RECORDS FOR PROCESSING Start Marker

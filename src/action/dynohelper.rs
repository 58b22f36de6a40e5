//
// dynohelper.rs
//

/// Placeholder for the dyno automation helper. The board-side
/// messaging it will exercise is not wired up yet.
pub async fn run() -> anyhow::Result<()> {
    println!("Hello world: dynohelper");
    Ok(())
}
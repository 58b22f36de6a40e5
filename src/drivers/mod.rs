//
// mod.rs
//

pub mod abi;
pub mod board;
pub mod chardev;
#[cfg(test)]
pub mod mock;

use crate::filter::{FilterWidth, MaskFilter};
use crate::frame::FrameRecord;

use async_trait::async_trait;
use embedded_can::Id;

use std::io;
use std::time::Duration;

/// Parameters for one remote-request-response transaction.
#[derive(Debug, Clone, Copy, PartialEq, Eq)]
pub struct RtrRequest {
    pub id: Id,
    pub dlc: u8,
    pub timeout: Duration,
}

/// One opened CAN character device.
///
/// `read` returns raw bytes holding one or more packed frame records;
/// walking them is the decoder's job. The control calls mirror the
/// driver's request interface, so errors come back as [`io::Error`]
/// with the OS error code attached.
#[async_trait]
pub trait CanDevice {
    /// Reads a burst of packed records, returning the valid byte count.
    async fn read(&mut self, buf: &mut [u8]) -> io::Result<usize>;

    /// Writes packed records, returning the byte count accepted.
    async fn write(&mut self, buf: &[u8]) -> io::Result<usize>;

    /// Installs a compiled mask filter and returns its hardware slot.
    fn add_filter(&mut self, filter: &MaskFilter) -> io::Result<i32>;

    /// Removes the filter previously returned from [`add_filter`].
    fn del_filter(&mut self, width: FilterWidth, slot: i32) -> io::Result<()>;

    /// Sends a remote request and waits for the matching response.
    async fn rtr(&mut self, request: RtrRequest) -> io::Result<FrameRecord>;

    /// Second handle onto the same underlying device.
    fn try_clone(&self) -> io::Result<CanDevicePtr>;
}

pub type CanDevicePtr = Box<dyn CanDevice + Sync + Send>;

/// Commands understood by the board control device.
#[derive(Debug, Clone, Copy, PartialEq, Eq)]
pub enum BoardCmd {
    DrsSetAngle,
    DrsStart,
    DrsStop,
    LinSenseEnable,
    ArmReady,
    EtbSetDuty,
    EtbStop,
    WssEnable,
}

/// Board-level control surface used by the actuator test tools.
pub trait BoardControl {
    fn command(&mut self, cmd: BoardCmd, arg: u32) -> io::Result<()>;
}

pub type BoardControlPtr = Box<dyn BoardControl + Sync + Send>;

RECORDS FOR PROCESSING End Marker

With the records above in view, retype each one exactly.

filename src/action/dynohelper.rs
repository 58b22f36de6a40e5
//
// dynohelper.rs
//

/// Placeholder for the dyno automation helper. The board-side
/// messaging it will exercise is not wired up yet.
pub async fn run() -> anyhow::Result<()> {
    println!("Hello world: dynohelper");
    Ok(())
}
repository 58b22f36de6a40e5
filename src/drivers/mod.rs
//
// mod.rs
//

pub mod abi;
pub mod board;
pub mod chardev;
#[cfg(test)]
pub mod mock;

use crate::filter::{FilterWidth, MaskFilter};
use crate::frame::FrameRecord;

use async_trait::async_trait;
use embedded_can::Id;

use std::io;
use std::time::Duration;

/// Parameters for one remote-request-response transaction.
#[derive(Debug, Clone, Copy, PartialEq, Eq)]
pub struct RtrRequest {
    pub id: Id,
    pub dlc: u8,
    pub timeout: Duration,
}

/// One opened CAN character device.
///
/// `read` returns raw bytes holding one or more packed frame records;
/// walking them is the decoder's job. The control calls mirror the
/// driver's request interface, so errors come back as [`io::Error`]
/// with the OS error code attached.
#[async_trait]
pub trait CanDevice {
    /// Reads a burst of packed records, returning the valid byte count.
    async fn read(&mut self, buf: &mut [u8]) -> io::Result<usize>;

    /// Writes packed records, returning the byte count accepted.
    async fn write(&mut self, buf: &[u8]) -> io::Result<usize>;

    /// Installs a compiled mask filter and returns its hardware slot.
    fn add_filter(&mut self, filter: &MaskFilter) -> io::Result<i32>;

    /// Removes the filter previously returned from [`add_filter`].
    fn del_filter(&mut self, width: FilterWidth, slot: i32) -> io::Result<()>;

    /// Sends a remote request and waits for the matching response.
    async fn rtr(&mut self, request: RtrRequest) -> io::Result<FrameRecord>;

    /// Second handle onto the same underlying device.
    fn try_clone(&self) -> io::Result<CanDevicePtr>;
}

pub type CanDevicePtr = Box<dyn CanDevice + Sync + Send>;

/// Commands understood by the board control device.
#[derive(Debug, Clone, Copy, PartialEq, Eq)]
pub enum BoardCmd {
    DrsSetAngle,
    DrsStart,
    DrsStop,
    LinSenseEnable,
    ArmReady,
    EtbSetDuty,
    EtbStop,
    WssEnable,
}

/// Board-level control surface used by the actuator test tools.
pub trait BoardControl {
    fn command(&mut self, cmd: BoardCmd, arg: u32) -> io::Result<()>;
}

pub type BoardControlPtr = Box<dyn BoardControl + Sync + Send>;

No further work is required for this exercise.